# 1st run of two CP Hudson's



## danielstroka (Jan 10, 2008)

My friend George and I each received our Accucraft CP Hudson's this week. Saturday we decided to stretch their legs out. Both ran really well, 45 minutes on one tank of alcohol and plenty of power. Mine was blowing off steam constantly, I have since trimmed the wicks.


----------



## Semper Vaporo (Jan 2, 2008)

Ah YES! The BEST "Smoke Fluid" of 'em all!


----------



## David Leech (Dec 9, 2008)

Congratulations.
That's two more satisfied Royal Hudson customers.
All the best,
David Leech,
Delta, Canada


----------



## turbohvn (Jan 7, 2008)

Glad to hear all arrived safely Dan.

For those that are interested, I have the last of the 1939 "Blue" versions of this model available for sale. Alcohol fueled. See ad shortly in classified section.

Royce


----------



## tacfoley (Jan 3, 2008)

Movies, please!!!!!!!!!

tac
www.ovgrs.org


----------



## Alan Wright (Jan 9, 2008)

Great pictures Dan.

I am not sure how many "Blue" locos have been built by Accucraft but I know of six in the US, UK, Canada and Germany. We have supplied allot of cars already and some have said that they will order more after finding just how much power the Royal Hudson has. Unfortunately Phyl has not been able to run hers again with a good load on because of the amount of snow we have received in the past couple of weeks.

Tac, When do you get your loco?


----------



## Charles (Jan 2, 2008)

Dan
Enjoyed the photos of two beautiful statements of steam power. I can image the enthusiasm given the weather on that particular day. I wish you were going to be at Cabin Fever longer....maybe leave the CP Hudson for us to play with!!!!


----------



## David Rose (Jan 2, 2008)

I have talked to both George and Dan today, and they were both extremely impressed with the performance of these two engines. They *both* produced plenty of steam and could run at a speed beyond what one would consider safe if desired. Even the whistle "wasn't too bad". Seems like Accucraft has made a giant step forward.... ???? 

Hey Accucraft, how about a 1:32 K-4 that runs like this? Or better yet a M1a?


----------



## George Zimmermann (Apr 5, 2008)

Charles

I am planning on attending the Cabin Fever event this Saturday and am planning on bringing my CP Hudson (Blue w/Stainless Steel Boiler). I do not as of yet have passenger coaches for it are you and Ryan going to have some 1/32 scale ones that I can use while I'm there for a few runs throughout the day. I should be there by 8:00am which I believe is when they let exhibitors in. I am also planning on bringing my new Sandy River #24 with matching LGB box cars and caboose.

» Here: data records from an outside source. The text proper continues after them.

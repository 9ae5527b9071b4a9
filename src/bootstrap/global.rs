use std::collections::HashMap;
use std::sync::{Mutex, OnceLock};

use crate::store::{CellStore, SlotStore};

/// Well-known key of the process-wide default [`SlotStore`].
pub const GLOBAL_KEY: &str = "__PEGBOARD__";

/// Well-known key of the process-wide default [`CellStore`].
pub const GLOBAL_CELL_KEY: &str = "__PEGBOARD_CELL__";

fn slot_registry() -> &'static Mutex<HashMap<String, SlotStore>> {
    static REGISTRY: OnceLock<Mutex<HashMap<String, SlotStore>>> = OnceLock::new();
    REGISTRY.get_or_init(|| Mutex::new(HashMap::new()))
}

fn cell_registry() -> &'static Mutex<HashMap<String, CellStore>> {
    static REGISTRY: OnceLock<Mutex<HashMap<String, CellStore>>> = OnceLock::new();
    REGISTRY.get_or_init(|| Mutex::new(HashMap::new()))
}

/// Look up the [`SlotStore`] bound to `key`, creating it on first use.
///
/// The registry outlives any module-level handle and entries are never
/// removed, so a module that is torn down and reinitialized (hot reload)
/// gets its existing store back, slots and listeners intact, instead of
/// an empty one.
pub fn lookup_or_create(key: &str) -> SlotStore {
    let mut registry = slot_registry().lock().unwrap();
    registry
        .entry(key.to_owned())
        .or_insert_with(|| {
            tracing::trace!(key, "created slot store");
            SlotStore::new()
        })
        .clone()
}

/// Look up the [`CellStore`] bound to `key`, creating it on first use.
pub fn lookup_or_create_cell(key: &str) -> CellStore {
    let mut registry = cell_registry().lock().unwrap();
    registry
        .entry(key.to_owned())
        .or_insert_with(|| {
            tracing::trace!(key, "created cell store");
            CellStore::new()
        })
        .clone()
}

/// The process-wide default [`SlotStore`], under [`GLOBAL_KEY`].
pub fn global_slots() -> SlotStore {
    lookup_or_create(GLOBAL_KEY)
}

/// The process-wide default [`CellStore`], under [`GLOBAL_CELL_KEY`].
pub fn global_cell() -> CellStore {
    lookup_or_create_cell(GLOBAL_CELL_KEY)
}
//! Dealer turn, hand results and the full round driver.

use alloc::vec::Vec;

use crate::error::TableError;
use crate::policy::{self, DealerPlay};
use crate::result::{HandResult, RoundResult, SeatResult, resolve};

use super::{PlayerInput, RoundState, Table};

impl Table {
    /// Dealer plays their hand: the hole card is turned over and the dealer
    /// draws until the fixed policy stands or busts.
    ///
    /// Returns the cards drawn and how the dealer finished.
    ///
    /// # Errors
    ///
    /// Returns an error if it is not the player phase or the deck runs out.
    pub fn play_dealer(&mut self) -> Result<DealerPlay, TableError> {
        if self.state != RoundState::PlayerTurns {
            return Err(super::reject(TableError::InvalidState));
        }

        self.hole_hidden = false;
        let play = policy::play(&mut self.dealer, &mut self.deck)?;
        self.state = RoundState::RoundOver;
        Ok(play)
    }

    /// Compares every non-empty player hand with the dealer's hand.
    ///
    /// # Errors
    ///
    /// Returns an error if the dealer has not played yet.
    pub fn results(&self) -> Result<RoundResult, TableError> {
        if self.state != RoundState::RoundOver {
            return Err(TableError::InvalidState);
        }

        let seats = self
            .seats
            .iter()
            .map(|seat| SeatResult {
                seat: seat.id(),
                hands: seat
                    .hands()
                    .iter()
                    .enumerate()
                    .filter(|(_, hand)| !hand.is_empty())
                    .map(|(hand_index, hand)| HandResult {
                        hand_index,
                        outcome: resolve(hand, &self.dealer),
                        player_value: hand.value(),
                        player_bust: hand.is_busted(),
                    })
                    .collect(),
            })
            .collect::<Vec<_>>();

        Ok(RoundResult {
            seats,
            dealer_value: self.dealer.value(),
            dealer_bust: self.dealer.is_busted(),
        })
    }

    /// Plays a complete round: shuffle, opening deal, every seat's turn in
    /// order, the dealer, and the results.
    ///
    /// # Errors
    ///
    /// Returns an error if any step fails.
    pub fn play_round<P>(&mut self, input: &mut P) -> Result<RoundResult, TableError>
    where
        P: PlayerInput + ?Sized,
    {
        self.new_round();
        self.deal_opening()?;
        for seat in self.seat_ids() {
            self.play_turn(seat, input)?;
        }
        self.play_dealer()?;
        self.results()
    }
}
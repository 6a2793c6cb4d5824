//! The kiosk table: deck, dealer and player seats for one round at a time.

use alloc::vec::Vec;
use rand::SeedableRng;
use rand_chacha::ChaCha8Rng;

use crate::card::Card;
use crate::deck::Deck;
use crate::error::{SplitError, TableError};
use crate::hand::{Hand, deal_one};
use crate::options::TableOptions;
use crate::split;

mod showdown;
pub mod state;
mod turn;
mod view;

pub use state::{RoundState, SeatId};
pub use turn::{PlayerInput, Prompt, PromptKind};
pub use view::{CardView, HandView, SeatView, TableView};

/// Maximum number of player seats.
pub const MAX_PLAYERS: u8 = 4;

/// A player seat: a primary hand and, after a split, a second hand.
#[derive(Debug, Clone, PartialEq, Eq)]
pub struct Seat {
    id: SeatId,
    hands: Vec<Hand>,
}

impl Seat {
    fn new(id: SeatId, hand: Hand) -> Self {
        let mut hands = Vec::with_capacity(2);
        hands.push(hand);
        Self { id, hands }
    }

    /// Returns the seat identifier.
    #[must_use]
    pub const fn id(&self) -> SeatId {
        self.id
    }

    /// Returns the seat's hands: the primary hand first.
    #[must_use]
    pub fn hands(&self) -> &[Hand] {
        &self.hands
    }

    /// Returns whether the seat has split this round.
    #[must_use]
    pub fn is_split(&self) -> bool {
        self.hands.len() > 1
    }
}

/// A single blackjack table with one dealer and up to [`MAX_PLAYERS`]
/// seats.
///
/// The table owns the deck and every hand. Hands are addressed by seat and
/// hand index (0 for the primary hand, 1 for the split hand).
#[derive(Debug, Clone)]
pub struct Table {
    /// Table options.
    options: TableOptions,
    /// The deck, reshuffled every round.
    deck: Deck,
    /// Dealer's hand.
    dealer: Hand,
    /// Player seats in turn order.
    seats: Vec<Seat>,
    /// Current round state.
    state: RoundState,
    /// Whether the dealer's first card is face-down.
    hole_hidden: bool,
    /// Random number generator.
    rng: ChaCha8Rng,
}

impl Table {
    /// Creates a table whose shuffles are driven by the given seed.
    ///
    /// # Errors
    ///
    /// Returns [`TableError::InvalidPlayerCount`] unless `options.players` is
    /// between 1 and [`MAX_PLAYERS`].
    ///
    /// # Example
    ///
    /// ```
    /// use tapjack::{Table, TableOptions};
    ///
    /// let table = Table::new(TableOptions::default(), 42).unwrap();
    /// assert_eq!(table.seats().len(), 4);
    /// ```
    pub fn new(options: TableOptions, seed: u64) -> Result<Self, TableError> {
        if !(1..=MAX_PLAYERS).contains(&options.players) {
            return Err(TableError::InvalidPlayerCount);
        }

        let seats = (1..=options.players)
            .map(|id| Seat::new(SeatId(id), Hand::with_demotion(options.demotion)))
            .collect();

        Ok(Self {
            options,
            deck: Deck::new(),
            dealer: Hand::with_demotion(options.demotion),
            seats,
            state: RoundState::WaitingForRound,
            hole_hidden: false,
            rng: ChaCha8Rng::seed_from_u64(seed),
        })
    }

    /// Empties every hand and reshuffles the deck.
    pub fn new_round(&mut self) {
        let demotion = self.options.demotion;
        for seat in &mut self.seats {
            seat.hands.truncate(1);
            seat.hands[0] = Hand::with_demotion(demotion);
        }
        self.dealer.clear();
        self.hole_hidden = false;
        self.deck.shuffle(&mut self.rng);
        self.state = RoundState::Shuffled;
        log::debug!("new round with {} seats", self.seats.len());
    }

    /// Deals two cards to every seat and the dealer, one at a time in seat
    /// order with the dealer last. The dealer's first card is face-down.
    ///
    /// # Errors
    ///
    /// Returns an error if the round has not just been shuffled.
    pub fn deal_opening(&mut self) -> Result<(), TableError> {
        if self.state != RoundState::Shuffled {
            return Err(reject(TableError::InvalidState));
        }

        for _ in 0..2 {
            for seat in &mut self.seats {
                deal_one(&mut self.deck, &mut seat.hands[0])?;
            }
            deal_one(&mut self.deck, &mut self.dealer)?;
        }

        self.hole_hidden = true;
        self.state = RoundState::PlayerTurns;
        Ok(())
    }

    /// Deals one card into a seat's hand.
    ///
    /// # Errors
    ///
    /// Returns an error if it is not the player phase, the seat or hand does
    /// not exist, the hand has busted, or the deal fails.
    pub fn hit(&mut self, seat: SeatId, hand_index: usize) -> Result<Card, TableError> {
        if self.state != RoundState::PlayerTurns {
            return Err(reject(TableError::InvalidState));
        }

        let deck = &mut self.deck;
        let hand = Self::find_seat_mut(&mut self.seats, seat)?
            .hands
            .get_mut(hand_index)
            .ok_or_else(|| reject(TableError::HandNotFound))?;

        if hand.is_busted() {
            return Err(reject(TableError::HandNotActive));
        }

        let card = deal_one(deck, hand).map_err(|err| reject(err.into()))?;
        log::debug!("seat {seat} hand {hand_index} hits: now {}", hand.value());
        Ok(card)
    }

    /// Returns whether the seat's primary hand may be split.
    #[must_use]
    pub fn can_split(&self, seat: SeatId) -> bool {
        self.state == RoundState::PlayerTurns
            && self
                .seat(seat)
                .is_some_and(|seat| !seat.is_split() && split::check(&seat.hands[0]).is_ok())
    }

    /// Splits the seat's primary hand and deals one card into each half.
    ///
    /// # Errors
    ///
    /// Returns an error if it is not the player phase, the seat does not
    /// exist, it has already split, or its primary hand is not a pair.
    pub fn split(&mut self, seat: SeatId) -> Result<(), TableError> {
        if self.state != RoundState::PlayerTurns {
            return Err(reject(TableError::InvalidState));
        }

        let deck = &mut self.deck;
        let found = Self::find_seat_mut(&mut self.seats, seat)?;
        if found.is_split() {
            return Err(reject(SplitError::AlreadySplit.into()));
        }

        let second = split::split(&mut found.hands[0], deck).map_err(|err| reject(err.into()))?;
        found.hands.push(second);
        log::debug!("seat {seat} split");
        Ok(())
    }

    fn find_seat_mut(seats: &mut [Seat], id: SeatId) -> Result<&mut Seat, TableError> {
        seats
            .iter_mut()
            .find(|seat| seat.id == id)
            .ok_or_else(|| reject(TableError::SeatNotFound))
    }

    /// Returns a seat.
    #[must_use]
    pub fn seat(&self, id: SeatId) -> Option<&Seat> {
        self.seats.iter().find(|seat| seat.id == id)
    }

    /// Returns a seat's hand.
    ///
    /// # Errors
    ///
    /// Returns an error if the seat or hand does not exist.
    pub fn hand(&self, seat: SeatId, hand_index: usize) -> Result<&Hand, TableError> {
        self.seat(seat)
            .ok_or(TableError::SeatNotFound)?
            .hands
            .get(hand_index)
            .ok_or(TableError::HandNotFound)
    }

    /// Returns all seats in turn order.
    #[must_use]
    pub fn seats(&self) -> &[Seat] {
        &self.seats
    }

    /// Returns the seat identifiers in turn order.
    #[must_use]
    pub fn seat_ids(&self) -> Vec<SeatId> {
        self.seats.iter().map(Seat::id).collect()
    }

    /// Returns the dealer's hand.
    #[must_use]
    pub const fn dealer(&self) -> &Hand {
        &self.dealer
    }

    /// Returns whether the dealer's first card is face-down.
    #[must_use]
    pub const fn is_hole_hidden(&self) -> bool {
        self.hole_hidden
    }

    /// Returns the current round state.
    #[must_use]
    pub const fn state(&self) -> RoundState {
        self.state
    }

    /// Returns the table options.
    #[must_use]
    pub const fn options(&self) -> &TableOptions {
        &self.options
    }

    /// Returns the deck.
    #[must_use]
    pub const fn deck(&self) -> &Deck {
        &self.deck
    }

    /// Returns the deck for replacing its order, e.g. to replay a recorded
    /// round after [`Table::new_round`].
    pub const fn deck_mut(&mut self) -> &mut Deck {
        &mut self.deck
    }
}

/// Logs a rejected table operation and passes the error through.
fn reject(err: TableError) -> TableError {
    log::warn!("table operation rejected: {err}");
    err
}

The CP Hudson is an amazing engine almost to the caliber of my Aster Mikado. It ran flawlessly in sub zero weather and still maintained 90-100 lbs of steam pressure and as Dan said I barely had the thottle open on mine, any faster and it would have come off Dan's raised track. It should easily be able to pull a dozen coaches or more. The only issue with the engine is the in-flow water connection leaks and is tough to connect requiring the use of a wrench to tighten it. Dan fixed his with some black gasket sealer he had and I am going to do the same to mine, until I can buy some quick disconnects for it. 
I just wish my Accucraft GS-4 Daylight ran this good out of the box. Accucraft has a real winner with this engine.


See you on Saturday. 
George Z


----------



## Charles (Jan 2, 2008)

George Thanks for the feedback on your experience with the CP Hudson. Along with the retrofit of quick disconnects I would recommend that you look at reset of safeties. This engine should be able to operate at 60-70 psi and perform well. Looking forward to see the engine in motion at CF.


----------



## David Leech (Dec 9, 2008)

The rear safety on mine seems to be set right at 60 psi.
I didn't get the front one to blow, so it might be set too high.
It really needs a good run to determine whether after the safety blows, it is capable of still making too much steam.
The boiler and burner designer, Dick Abbott suggests that in summer use, you only need three of the four wicks, but I kind of suspect that three will do in all weather conditions.
As I say, until I get it pulling a train on a long run, I can't determine how much steam it is capable of making.
I must say that the Forsythe multi tube boiler seems to be an excellent choice, as is Accucraft finding BMMC to build the loco.
All the best,
David Leech,
Delta, Canada


----------



## tacfoley (Jan 3, 2008)

Posted By David Leech on 01/13/2009 1:05 PM
The rear safety on mine seems to be set right at 60 psi.
I didn't get the front one to blow, so it might be set too high.
It really needs a good run to determine whether after the safety blows, it is capable of still making too much steam.
The boiler and burner designer, Dick Abbott suggests that in summer use, you only need three of the four wicks, but I kind of suspect that three will do in all weather conditions.
As I say, until I get it pulling a train on a long run, I can't determine how much steam it is capable of making.
I must say that the Forsythe multi tube boiler seems to be an excellent choice, as is Accucraft finding BMMC to build the loco.
All the best,
David Leech,
Delta, Canada




Mr Leech, I hope that one day we'll get to hear the full story on the development of this exceptional model of a greatly-loved prototype.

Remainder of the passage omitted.